Search the data for "ContractMetadata". Return each matching line.
━━━━━━
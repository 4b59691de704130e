// Relic - Solidity Recompiler
// Copyright (C) 2024 Zhuo Zhang and Wuqi Zhang
//
// This program is free software: you can redistribute it and/or modify
// it under the terms of the GNU Affero General Public License as published by
// the Free Software Foundation, either version 3 of the License, or
// (at your option) any later version.
//
// This program is distributed in the hope that it will be useful,
// but WITHOUT ANY WARRANTY; without even the implied warranty of
// MERCHANTABILITY or FITNESS FOR A PARTICULAR PURPOSE. See the
// GNU Affero General Public License for more details.
//
// You should have received a copy of the GNU Affero General Public License
// along with this program. If not, see <https://www.gnu.org/licenses/>.

//! Shaping of compiler requests and outputs.
//!
//! Requests and outputs are handled as untyped JSON so that fields unknown to
//! this crate (or specific to some compiler vintage) pass through untouched.

use serde::{Deserialize, Serialize};
use serde_json::{json, Map, Value};
use tracing::warn;

/// Outputs every compilation must produce, in the order they are appended.
pub const REQUIRED_OUTPUTS: [&str; 3] = ["storageLayout", "abi", "evm.deployedBytecode.object"];

/// Wildcard selecting every file, and every contract within a file.
const WILDCARD: &str = "*";

/// The structural metadata of one contract, as attached under `metadata`.
#[derive(Debug, Clone, Default, PartialEq, Serialize, Deserialize)]
#[serde(rename_all = "camelCase")]
pub struct ContractMetadata {
    /// Storage slot assignments
    #[serde(default)]
    pub storage_layout: Option<Value>,
    /// Contract ABI
    #[serde(default)]
    pub abi: Option<Value>,
}

/// Parsed compiler output.
#[derive(Debug, Clone, PartialEq)]
pub struct CompilationResult(Value);

impl CompilationResult {
    /// Wrap a parsed output.
    pub fn new(json: Value) -> Self {
        Self(json)
    }

    /// The raw JSON document.
    pub fn json(&self) -> &Value {
        &self.0
    }

    /// Consume the result, returning the raw JSON document.
    pub fn into_json(self) -> Value {
        self.0
    }

    /// The output entry of contract `name` in source `file`.
    pub fn contract(&self, file: &str, name: &str) -> Option<&Value> {
        self.0.get("contracts")?.get(file)?.get(name)
    }

    /// Iterate over `(file, name, entry)` for every contract in the output.
    pub fn contracts(&self) -> impl Iterator<Item = (&str, &str, &Value)> {
        self.0
            .get("contracts")
            .and_then(Value::as_object)
            .into_iter()
            .flat_map(|files| files.iter())
            .filter_map(|(file, contracts)| Some((file, contracts.as_object()?)))
            .flat_map(|(file, contracts)| {
                contracts.iter().map(move |(name, entry)| (file.as_str(), name.as_str(), entry))
            })
    }

    /// The synthesized `metadata` string of contract `name` in `file`.
    pub fn metadata(&self, file: &str, name: &str) -> Option<&str> {
        self.contract(file, name)?.get("metadata")?.as_str()
    }

    /// The runtime bytecode (`evm.deployedBytecode.object`) of `name` in `file`.
    pub fn deployed_bytecode(&self, file: &str, name: &str) -> Option<&str> {
        self.contract(file, name)?.pointer("/evm/deployedBytecode/object")?.as_str()
    }
}

/// Make sure the `*`/`*` output selection of `request` contains every
/// [`REQUIRED_OUTPUTS`] entry. Existing entries keep their order; missing
/// ones are appended. Applying it twice is the same as applying it once.
pub fn augment_selection(request: &mut Value) {
    let selection = child_object(request, "settings")
        .and_then(|settings| child_object(settings, "outputSelection"))
        .and_then(|output| child_object(output, WILDCARD))
        .and_then(Value::as_object_mut);
    let Some(file_selection) = selection else {
        warn!("compilation request is not a JSON object tree, output selection left untouched");
        return;
    };

    let outputs = file_selection.entry(WILDCARD).or_insert_with(|| Value::Array(Vec::new()));
    if !outputs.is_array() {
        warn!("replacing malformed contract output selection {outputs}");
        *outputs = Value::Array(Vec::new());
    }
    if let Value::Array(outputs) = outputs {
        for required in REQUIRED_OUTPUTS {
            if !outputs.iter().any(|o| o.as_str() == Some(required)) {
                outputs.push(required.into());
            }
        }
    }
}

/// The child object `key` of `value`, created when missing. `None` when
/// `value` or the existing child is not an object.
fn child_object<'a>(value: &'a mut Value, key: &str) -> Option<&'a mut Value> {
    let child = value.as_object_mut()?.entry(key).or_insert_with(|| Value::Object(Map::new()));
    if child.is_object() {
        Some(child)
    } else {
        None
    }
}

/// Every diagnostic of `output` whose severity is `error`.
pub fn fatal_diagnostics(output: &Value) -> Vec<Value> {
    output
        .get("errors")
        .and_then(Value::as_array)
        .map(|errors| {
            errors
                .iter()
                .filter(|e| e.get("severity").and_then(Value::as_str) == Some("error"))
                .cloned()
                .collect()
        })
        .unwrap_or_default()
}

/// Attach to every contract of `output` a `metadata` string holding exactly
/// its `storageLayout` and `abi` (`null` when the compiler emitted none).
/// Any previous `metadata` value is overwritten.
pub fn synthesize_metadata(output: &mut Value) {
    let Some(files) = output.get_mut("contracts").and_then(Value::as_object_mut) else {
        return;
    };

    for contract in files
        .values_mut()
        .filter_map(Value::as_object_mut)
        .flat_map(|contracts| contracts.values_mut())
        .filter_map(Value::as_object_mut)
    {
        let metadata = json!({
            "storageLayout": contract.get("storageLayout").cloned().unwrap_or(Value::Null),
            "abi": contract.get("abi").cloned().unwrap_or(Value::Null),
        });
        contract.insert("metadata".into(), Value::String(metadata.to_string()));
    }
}

#[cfg(test)]
mod tests {
    use super::*;

    fn selection(request: &Value) -> Vec<&str> {
        request["settings"]["outputSelection"]["*"]["*"]
            .as_array()
            .unwrap()
            .iter()
            .map(|v| v.as_str().unwrap())
            .collect()
    }

    #[test]
    fn test_augment_appends_missing_outputs() {
        let mut request = json!({
            "language": "Solidity",
            "settings": { "outputSelection": { "*": { "*": ["metadata", "abi"], "": ["ast"] } } }
        });

        augment_selection(&mut request);

        assert_eq!(
            selection(&request),
            vec!["metadata", "abi", "storageLayout", "evm.deployedBytecode.object"]
        );
        assert_eq!(request["settings"]["outputSelection"]["*"][""], json!(["ast"]));
    }

    #[test]
    fn test_augment_is_idempotent() {
        let mut once = json!({ "settings": { "outputSelection": { "*": { "*": ["evm.bytecode"] } } } });
        augment_selection(&mut once);
        let mut twice = once.clone();
        augment_selection(&mut twice);

        assert_eq!(once, twice);
        assert_eq!(selection(&twice).len(), 4);
    }

    #[test]
    fn test_augment_creates_selection() {
        let mut request = json!({ "language": "Solidity", "sources": {} });
        augment_selection(&mut request);
        assert_eq!(selection(&request), REQUIRED_OUTPUTS.to_vec());
    }

    #[test]
    fn test_augment_leaves_other_files_alone() {
        let mut request = json!({
            "settings": { "outputSelection": { "A.sol": { "A": ["abi"] } } }
        });
        augment_selection(&mut request);

        assert_eq!(request["settings"]["outputSelection"]["A.sol"]["A"], json!(["abi"]));
        assert_eq!(selection(&request), REQUIRED_OUTPUTS.to_vec());
    }

    #[test]
    fn test_augment_ignores_non_object_request() {
        let mut request = json!(["not", "a", "request"]);
        augment_selection(&mut request);
        assert_eq!(request, json!(["not", "a", "request"]));
    }

    #[test]
    fn test_fatal_diagnostics() {
        let output = json!({
            "errors": [
                { "severity": "warning", "message": "unused variable" },
                { "severity": "error", "message": "undeclared identifier" },
                { "severity": "info", "message": "note" }
            ],
            "contracts": { "A.sol": { "A": { "evm": { "deployedBytecode": { "object": "6000" } } } } }
        });

        let fatal = fatal_diagnostics(&output);
        assert_eq!(fatal.len(), 1);
        assert_eq!(fatal[0]["message"], "undeclared identifier");

        assert!(fatal_diagnostics(&json!({ "contracts": {} })).is_empty());
    }

    #[test]
    fn test_synthesized_metadata_has_exactly_two_keys() {
        let mut output = json!({
            "contracts": {
                "A.sol": {
                    "A": {
                        "abi": [{ "type": "function", "name": "f" }],
                        "storageLayout": { "storage": [], "types": null },
                        "metadata": "{\"compiler\":{\"version\":\"0.8.17\"}}",
                        "evm": { "deployedBytecode": { "object": "6000" } }
                    },
                    "L": { "abi": [] }
                }
            }
        });

        synthesize_metadata(&mut output);
        let result = CompilationResult::new(output);

        let metadata: Value = serde_json::from_str(result.metadata("A.sol", "A").unwrap()).unwrap();
        let keys: Vec<&String> = metadata.as_object().unwrap().keys().collect();
        assert_eq!(keys, vec!["storageLayout", "abi"]);
        assert_eq!(metadata["abi"][0]["name"], "f");
        assert_eq!(metadata["storageLayout"]["storage"], json!([]));

        let library: ContractMetadata =
            serde_json::from_str(result.metadata("A.sol", "L").unwrap()).unwrap();
        assert_eq!(library.storage_layout, None);
        assert_eq!(library.abi, Some(json!([])));

        assert_eq!(result.deployed_bytecode("A.sol", "A"), Some("6000"));
        assert_eq!(result.contracts().count(), 2);
    }

    #[test]
    fn test_synthesize_without_contracts() {
        let mut output = json!({ "errors": [] });
        synthesize_metadata(&mut output);
        assert_eq!(output, json!({ "errors": [] }));
    }
}
// Relic - Solidity Recompiler
// Copyright (C) 2024 Zhuo Zhang and Wuqi Zhang
//
// This program is free software: you can redistribute it and/or modify
// it under the terms of the GNU Affero General Public License as published by
// the Free Software Foundation, either version 3 of the License, or
// (at your option) any later version.
//
// This program is distributed in the hope that it will be useful,
// but WITHOUT ANY WARRANTY; without even the implied warranty of
// MERCHANTABILITY or FITNESS FOR A PARTICULAR PURPOSE. See the
// GNU Affero General Public License for more details.
//
// You should have received a copy of the GNU Affero General Public License
// along with this program. If not, see <https://www.gnu.org/licenses/>.

//! Post-link substitution of library placeholders in runtime bytecode.

use std::{fs, io, path::Path};

use once_cell::sync::Lazy;
use regex::Regex;
use serde::Deserialize;
use serde_json::{Map, Value};
use tracing::{debug, warn};

use crate::RecompileError;

/// Name of the optional library map inside a target directory.
pub const LIBRARY_MAP_FILE: &str = "library-map.json";

/// Placeholder styles emitted by the compiler: `__$<34 hex>$__` since 0.5.0,
/// `__<36 chars>__` before.
static PLACEHOLDER_PATTERN: Lazy<Regex> = Lazy::new(|| {
    Regex::new(r"__\$[0-9a-fA-F]{34}\$__|__.{36}__").expect("valid placeholder pattern")
});

/// Placeholder token to library address, as stored in `library-map.json`.
///
/// Entries keep the order of the file, which is the order substitutions are
/// applied in.
#[derive(Debug, Clone, Default, PartialEq, Eq, Deserialize)]
#[serde(try_from = "Map<String, Value>")]
pub struct LibraryMap(Vec<(String, String)>);

impl LibraryMap {
    /// Empty map.
    pub fn new() -> Self {
        Self::default()
    }

    /// Number of entries.
    pub fn len(&self) -> usize {
        self.0.len()
    }

    /// Whether the map has no entries.
    pub fn is_empty(&self) -> bool {
        self.0.is_empty()
    }

    /// Entries in file order.
    pub fn iter(&self) -> impl Iterator<Item = (&str, &str)> {
        self.0.iter().map(|(placeholder, address)| (placeholder.as_str(), address.as_str()))
    }
}

impl TryFrom<Map<String, Value>> for LibraryMap {
    type Error = String;

    fn try_from(map: Map<String, Value>) -> Result<Self, Self::Error> {
        map.into_iter()
            .map(|(placeholder, address)| match address {
                Value::String(address) => Ok((placeholder, address)),
                other => Err(format!("address of `{placeholder}` is not a string: {other}")),
            })
            .collect::<Result<_, _>>()
            .map(Self)
    }
}

impl FromIterator<(String, String)> for LibraryMap {
    fn from_iter<I: IntoIterator<Item = (String, String)>>(iter: I) -> Self {
        Self(iter.into_iter().collect())
    }
}

/// Replace every literal occurrence of each placeholder of `libraries` in
/// `bytecode` with its address. `None` or an empty map leaves it unchanged.
pub fn link(bytecode: &str, libraries: Option<&LibraryMap>) -> String {
    let Some(libraries) = libraries else {
        return bytecode.to_string();
    };

    let mut linked = bytecode.to_string();
    for (placeholder, address) in libraries.iter() {
        if placeholder.is_empty() {
            continue;
        }
        linked = linked.replace(placeholder, address);
    }
    linked
}

/// Load `<dir>/library-map.json`. A missing file is not an error.
pub fn load_library_map(dir: &Path) -> Result<Option<LibraryMap>, RecompileError> {
    let path = dir.join(LIBRARY_MAP_FILE);
    let content = match fs::read_to_string(&path) {
        Ok(content) => content,
        Err(e) if e.kind() == io::ErrorKind::NotFound => return Ok(None),
        Err(e) => return Err(e.into()),
    };

    let libraries: LibraryMap = serde_json::from_str(&content)
        .map_err(|source| RecompileError::LibraryMap { path: path.clone(), source })?;
    debug!(path = %path.display(), libraries = libraries.len(), "loaded library map");
    Ok(Some(libraries))
}

/// Placeholders still present in `bytecode`, in order of appearance.
pub fn unlinked_placeholders(bytecode: &str) -> Vec<&str> {
    PLACEHOLDER_PATTERN.find_iter(bytecode).map(|m| m.as_str()).collect()
}

/// [`link`], then warn about any placeholder left behind.
pub fn link_and_report(bytecode: &str, libraries: Option<&LibraryMap>) -> String {
    let linked = link(bytecode, libraries);
    let unlinked = unlinked_placeholders(&linked);
    if !unlinked.is_empty() {
        warn!(?unlinked, "runtime bytecode still references unlinked libraries");
    }
    linked
}
// Relic - Solidity Recompiler
// Copyright (C) 2024 Zhuo Zhang and Wuqi Zhang
//
// This program is free software: you can redistribute it and/or modify
// it under the terms of the GNU Affero General Public License as published by
// the Free Software Foundation, either version 3 of the License, or
// (at your option) any later version.
//
// This program is distributed in the hope that it will be useful,
// but WITHOUT ANY WARRANTY; without even the implied warranty of
// MERCHANTABILITY or FITNESS FOR A PARTICULAR PURPOSE. See the
// GNU Affero General Public License for more details.
//
// You should have received a copy of the GNU Affero General Public License
// along with this program. If not, see <https://www.gnu.org/licenses/>.

//! The verification artifact and its on-disk form.

use std::{
    fs,
    path::{Path, PathBuf},
};

use serde::{Deserialize, Serialize};
use serde_json::Value;
use tracing::info;

use crate::RecompileError;

/// Name used for directories without a final path component.
const UNNAMED_ARTIFACT: &str = "unnamed";

/// Runtime bytecode and structural metadata of a recompiled contract.
#[derive(Debug, Clone, PartialEq, Serialize, Deserialize)]
#[serde(rename_all = "camelCase")]
pub struct VerificationArtifact {
    /// Linked runtime bytecode, hex without `0x`
    pub runtime_bytecode: String,
    /// Storage layout as emitted by the compiler
    pub storage_layout: Value,
    /// Contract ABI, `null` if the compiler emitted none
    pub abi: Value,
}

/// Artifact name of a target directory: its last path component.
pub fn artifact_name(dir: &Path) -> String {
    dir.file_name()
        .map(|name| name.to_string_lossy().into_owned())
        .unwrap_or_else(|| UNNAMED_ARTIFACT.to_string())
}

/// Write `artifact` for target directory `dir` to `<out_dir>/<name>.json`.
pub fn save_artifact(
    out_dir: &Path,
    dir: &Path,
    artifact: &VerificationArtifact,
) -> Result<PathBuf, RecompileError> {
    fs::create_dir_all(out_dir)?;
    let path = out_dir.join(format!("{}.json", artifact_name(dir)));
    fs::write(&path, serde_json::to_string(artifact)?)?;
    info!(path = %path.display(), "saved verification artifact");
    Ok(path)
}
━━━━━━
### [Exercise response]
pub struct ContractMetadata {
        let library: ContractMetadata =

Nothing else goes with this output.